Is taking an anti-depressant just running away from my problems?

No. Anti-depressants relieve the symptoms of depression, which makes it easier to face your problems and take appropriate action. Many people find that they can work more productively in psychotherapy when they are free of depressive symptoms. If you are coping with the loss of a loved one, using an anti-depressant will not interfere with the grieving process. You can still feel the full range of emotions related to the loss.

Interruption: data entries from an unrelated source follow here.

/// Compiled predicate block.
#[derive(Default)]
struct CompiledWhen {
    /// Tool matchers.
    tool: Option<Vec<Matcher>>,
    /// All-connectors matchers.
    connectors_all: Option<Vec<Matcher>>,
    /// Any-connector matchers.
    connectors_any: Option<Vec<Matcher>>,
    /// Any-select-field matchers.
    select_fields_any: Option<Vec<Matcher>>,
    /// Any-where-field matchers.
    where_fields_any: Option<Vec<Matcher>>,
    /// Any-record-field matchers.
    record_fields_any: Option<Vec<Matcher>>,
    /// Subject matchers.
    subject: Option<Vec<Matcher>>,
    /// Tenant matchers.
    tenant: Option<Vec<Matcher>>,
    /// Any-role matchers.
    roles_any: Option<Vec<Matcher>>,
    /// Any-scope matchers.
    scopes_any: Option<Vec<Matcher>>,
    /// Required write mode.
    write_mode: Option<WriteMode>,
}

/// Policy compiled for evaluation.
///
/// # Invariants
/// - Every regex matcher compiled successfully at construction.
pub struct CompiledPolicy {
    /// Source policy document.
    policy: Policy,
    /// Compiled tool allow list.
    allow_tools: Vec<Matcher>,
    /// Compiled tool deny list.
    deny_tools: Vec<Matcher>,
    /// Compiled connector allow list.
    allow_connectors: Vec<Matcher>,
    /// Compiled connector deny list.
    deny_connectors: Vec<Matcher>,
    /// Compiled rules in declared order.
    rules: Vec<CompiledRule>,
}

impl CompiledPolicy {
    /// Compiles a policy document.
    ///
    /// # Errors
    ///
    /// Returns [`MatcherError`] when any regex matcher fails to compile.
    pub fn compile(policy: Policy) -> Result<Self, MatcherError> {
        let allow_tools = compile_list(&policy.allow_tools)?;
        let deny_tools = compile_list(&policy.deny_tools)?;
        let allow_connectors = compile_list(&policy.allow_connectors)?;
        let deny_connectors = compile_list(&policy.deny_connectors)?;
        let mut rules = Vec::with_capacity(policy.rules.len());
        for rule in &policy.rules {
            rules.push(CompiledRule {
                rule: rule.clone(),
                when: compile_when(&rule.when)?,
            });
        }
        Ok(Self {
            policy,
            allow_tools,
            deny_tools,
            allow_connectors,
            deny_connectors,
            rules,
        })
    }

    /// Returns the source policy document.
    #[must_use]
    pub const fn policy(&self) -> &Policy {
        &self.policy
    }

    /// Returns the policy version string.
    #[must_use]
    pub fn version(&self) -> &str {
        &self.policy.version
    }
}

/// Compiles a plain string list into matchers.
fn compile_list(entries: &[String]) -> Result<Vec<Matcher>, MatcherError> {
    let specs: Vec<MatcherSpec> =
        entries.iter().map(|entry| MatcherSpec::Pattern(entry.clone())).collect();
    compile_all(&specs)
}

How do anti-depressants work?

All anti-depressant medications work by influencing the activity of neurotransmitters in the brain. Neurotransmitters are the chemicals that cross the space between one brain cell (neuron) and the next to enable communication between them. Common neurotransmitters that are influenced by antidepressant medications include serotonin, norepinephrine, and dopamine. During an episode of depression, brain levels of these neurotransmitters are lower than usual. Antidepressant medications work by slowing the breakdown of neurotransmitters and enhancing the sensitivity of receptors on the receiving neurons. Basic science research has been focused on more accurately identifying which receptors are linked to the beneficial effects of anti-depressant medications, so that new medicines can be more specific and have fewer side effects.

Can anti-depressant medications cause suicidal thoughts and urges?

In very rare instances, suicidal thoughts and urges emerge in the first weeks of using anti-depressant medication.  It is not always clear if the anti-depressant is causing these thoughts or urges, but to prevent risk, your doctor should be contacted immediately if you experience new or worsened suicidal thoughts when starting an anti-depressant.

When should I be especially cautious about using anti-depressants?

If you are or think you may be pregnant, if you are planning on getting pregnant in the near future, or if you are nursing a baby, it is important to discuss this with your health care provider.  Anti-depressants have not been shown to be completely safe for the developing fetus or infant, though in some circumstances an individual may choose to take them during pregnancy or nursing; your doctor can help you make this decision. In addition, several prescription or over-the-counter medications and herbal preparations have interactions with anti-depressants which can be dangerous, so it is important to discuss any medications or herbal supplements you are taking with your provider. Any medical problems that you have, especially a history of seizures, head injury or eating disorders, should also be mentioned to your provider, because it may influence which anti-depressants would be safest for you to use. It is recommended to minimize your alcohol intake when taking anti-depressants because alcohol is itself a depressant, and because anti-depressants may increase the intoxicating effects of alcohol. As always, do not consider this written information to be sufficient to constitute complete medical advice, so please discuss any questions or concerns you may have with your health care provider.